City becomes home for persecuted writers

Dozens of campaigners from across the globe gathered in Norfolk last night as Norwich celebrated becoming Britain's first City of Refuge, giving a safe haven to persecuted writers and their families.

Dozens of campaigners from across the globe gathered in Norfolk last night as Norwich celebrated becoming Britain's first City of Refuge, giving a safe haven to persecuted writers and their families.

It will join an the International Cities of Refuge Network (ICORN) to become one of more than 30 offering residency to politically exiled writers who have been denied freedom of speech in their home countries.

In the autumn it will be welcoming one such writer and offering a home and a haven and will bag a world first by running a three-year community programme which will include work in schools libraries arts venues community centres asylum seeker centres and prisons.

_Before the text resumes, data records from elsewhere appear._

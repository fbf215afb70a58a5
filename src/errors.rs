// ABOUTME: Unified error handling system with standard error codes
// ABOUTME: Maps application errors to HTTP status codes and JSON error bodies
//
// SPDX-License-Identifier: MIT OR Apache-2.0
// Copyright (c) 2025 Fitlog Contributors

//! # Unified Error Handling
//!
//! Centralized error types for the fitlog server. Every fallible path in the
//! application surfaces an [`AppError`] carrying an [`ErrorCode`], a short
//! human-readable message, and an HTTP status classification. Handlers return
//! `Result<_, AppError>` and the axum integration renders the JSON error body.
//!
//! Internal error detail (database messages, upstream payloads) is captured in
//! the message at construction sites; nothing beyond the message text is ever
//! exposed to the client.

use axum::response::{IntoResponse, Response};
use axum::Json;
use http::StatusCode;
use serde::{Deserialize, Serialize};
use thiserror::Error;

/// Standard error codes used throughout the application
#[derive(Debug, Clone, Copy, PartialEq, Eq, Serialize, Deserialize)]
pub enum ErrorCode {
    // Authentication
    /// No credentials supplied
    #[serde(rename = "AUTH_REQUIRED")]
    AuthRequired,
    /// Credentials supplied but invalid or expired
    #[serde(rename = "AUTH_INVALID")]
    AuthInvalid,

    // Validation
    /// Request body or query parameters failed validation
    #[serde(rename = "INVALID_INPUT")]
    InvalidInput,
    /// A numeric field is outside its acceptable range
    #[serde(rename = "VALUE_OUT_OF_RANGE")]
    ValueOutOfRange,

    // Resources
    /// The requested resource does not exist
    #[serde(rename = "RESOURCE_NOT_FOUND")]
    ResourceNotFound,

    // External services
    /// An upstream call (LLM, etc.) failed or returned invalid data
    #[serde(rename = "EXTERNAL_SERVICE_ERROR")]
    ExternalServiceError,
    /// Upstream service rejected the request due to rate limiting
    #[serde(rename = "EXTERNAL_RATE_LIMITED")]
    ExternalRateLimited,

    // Configuration
    /// Required configuration is missing
    #[serde(rename = "CONFIG_MISSING")]
    ConfigMissing,
    /// Configuration is present but invalid
    #[serde(rename = "CONFIG_INVALID")]
    ConfigInvalid,

    // Internal
    /// Unclassified internal failure
    #[serde(rename = "INTERNAL_ERROR")]
    InternalError,
    /// Database operation failed
    #[serde(rename = "DATABASE_ERROR")]
    DatabaseError,
}

impl ErrorCode {
    /// Get the HTTP status code for this error
    #[must_use]
    pub const fn http_status(&self) -> StatusCode {
        match self {
            Self::InvalidInput | Self::ValueOutOfRange => StatusCode::BAD_REQUEST,
            Self::AuthRequired | Self::AuthInvalid => StatusCode::UNAUTHORIZED,
            Self::ResourceNotFound => StatusCode::NOT_FOUND,
            Self::ExternalServiceError => StatusCode::BAD_GATEWAY,
            Self::ExternalRateLimited => StatusCode::SERVICE_UNAVAILABLE,
            Self::ConfigMissing
            | Self::ConfigInvalid
            | Self::InternalError
            | Self::DatabaseError => StatusCode::INTERNAL_SERVER_ERROR,
        }
    }

    /// Get a user-friendly description of this error class
    #[must_use]
    pub const fn description(&self) -> &'static str {
        match self {
            Self::AuthRequired => "Authentication is required to access this resource",
            Self::AuthInvalid => "The provided authentication credentials are invalid",
            Self::InvalidInput => "The provided input is invalid",
            Self::ValueOutOfRange => "The provided value is outside the acceptable range",
            Self::ResourceNotFound => "The requested resource was not found",
            Self::ExternalServiceError => "An external service encountered an error",
            Self::ExternalRateLimited => "External service rate limit exceeded",
            Self::ConfigMissing => "Required configuration is missing",
            Self::ConfigInvalid => "Configuration is invalid",
            Self::InternalError => "An internal server error occurred",
            Self::DatabaseError => "Database operation failed",
        }
    }
}

/// Unified error type for the application
#[derive(Debug, Error)]
#[error("{}: {}", .code.description(), .message)]
pub struct AppError {
    /// Error code
    pub code: ErrorCode,
    /// Human-readable error message
    pub message: String,
    /// Source error for error chaining
    #[source]
    pub source: Option<Box<dyn std::error::Error + Send + Sync>>,
}

impl AppError {
    /// Create a new error with the given code and message
    pub fn new(code: ErrorCode, message: impl Into<String>) -> Self {
        Self {
            code,
            message: message.into(),
            source: None,
        }
    }

    /// Attach a source error for chaining
    #[must_use]
    pub fn with_source(mut self, source: impl std::error::Error + Send + Sync + 'static) -> Self {
        self.source = Some(Box::new(source));
        self
    }

    /// Get the HTTP status code for this error
    #[must_use]
    pub const fn http_status(&self) -> StatusCode {
        self.code.http_status()
    }

    /// Authentication required (no credentials supplied)
    #[must_use]
    pub fn auth_required() -> Self {
        Self::new(ErrorCode::AuthRequired, "Authentication required")
    }

    /// Invalid authentication
    pub fn auth_invalid(message: impl Into<String>) -> Self {
        Self::new(ErrorCode::AuthInvalid, message)
    }

    /// Invalid input
    pub fn invalid_input(message: impl Into<String>) -> Self {
        Self::new(ErrorCode::InvalidInput, message)
    }

    /// Numeric value outside the acceptable range
    pub fn out_of_range(message: impl Into<String>) -> Self {
        Self::new(ErrorCode::ValueOutOfRange, message)
    }

    /// Resource not found
    pub fn not_found(resource: impl Into<String>) -> Self {
        Self::new(
            ErrorCode::ResourceNotFound,
            format!("{} not found", resource.into()),
        )
    }

    /// External service error
    pub fn external_service(service: impl Into<String>, message: impl Into<String>) -> Self {
        Self::new(
            ErrorCode::ExternalServiceError,
            format!("{}: {}", service.into(), message.into()),
        )
    }

    /// Missing configuration
    pub fn config(message: impl Into<String>) -> Self {
        Self::new(ErrorCode::ConfigMissing, message)
    }

    /// Database error
    pub fn database(message: impl Into<String>) -> Self {
        Self::new(ErrorCode::DatabaseError, message)
    }

    /// Internal server error
    pub fn internal(message: impl Into<String>) -> Self {
        Self::new(ErrorCode::InternalError, message)
    }
}

/// Result type alias for convenience
pub type AppResult<T> = Result<T, AppError>;

/// HTTP error response body
#[derive(Debug, Serialize, Deserialize)]
pub struct ErrorResponse {
    /// Error details
    pub error: ErrorResponseDetails,
}

/// Details carried in an HTTP error response
#[derive(Debug, Serialize, Deserialize)]
pub struct ErrorResponseDetails {
    /// Machine-readable error code
    pub code: ErrorCode,
    /// Human-readable message
    pub message: String,
}

impl From<&AppError> for ErrorResponse {
    fn from(error: &AppError) -> Self {
        Self {
            error: ErrorResponseDetails {
                code: error.code,
                message: error.message.clone(),
            },
        }
    }
}

impl IntoResponse for AppError {
    fn into_response(self) -> Response {
        let status = self.http_status();
        if status.is_server_error() {
            tracing::error!("request failed: {self}");
        } else {
            tracing::debug!("request rejected: {self}");
        }
        (status, Json(ErrorResponse::from(&self))).into_response()
    }
}

impl From<sqlx::Error> for AppError {
    fn from(error: sqlx::Error) -> Self {
        Self::database(error.to_string()).with_source(error)
    }
}

impl From<anyhow::Error> for AppError {
    fn from(error: anyhow::Error) -> Self {
        Self::new(ErrorCode::InternalError, error.to_string())
    }
}

#[cfg(test)]
#[allow(clippy::unwrap_used)]
mod tests {
    use super::*;

    #[test]
    fn test_error_code_http_status() {
        assert_eq!(ErrorCode::AuthRequired.http_status(), StatusCode::UNAUTHORIZED);
        assert_eq!(ErrorCode::InvalidInput.http_status(), StatusCode::BAD_REQUEST);
        assert_eq!(ErrorCode::ResourceNotFound.http_status(), StatusCode::NOT_FOUND);
        assert_eq!(
            ErrorCode::ExternalServiceError.http_status(),
            StatusCode::BAD_GATEWAY
        );
        assert_eq!(
            ErrorCode::ConfigMissing.http_status(),
            StatusCode::INTERNAL_SERVER_ERROR
        );
    }

    #[test]
    fn test_error_response_serialization() {
        let error = AppError::not_found("Plan");
        let response = ErrorResponse::from(&error);
        let json = serde_json::to_string(&response).unwrap();
        assert!(json.contains("RESOURCE_NOT_FOUND"));
        assert!(json.contains("Plan not found"));
    }

    #[test]
    fn test_error_display_includes_class_and_message() {
        let error = AppError::invalid_input("weight must be positive");
        let rendered = error.to_string();
        assert!(rendered.contains("input is invalid"));
        assert!(rendered.contains("weight must be positive"));
    }
}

Together with exiled writers now living in the UK, it will help to promote tolerance and understanding through workshops and events.

Norwich City of Refuge is being supported by Norwich City Council, The Urban Cultural Fund, the University of East Anglia, PEN, which campaigns for freedom of expression in literature, the Paul Hamlyn Foundation and Anguish's Educational Trust.

In addition the city has been chosen to host ICORN's second general assembly with a delegate from each of its 33 countries gathering at City Hall last night.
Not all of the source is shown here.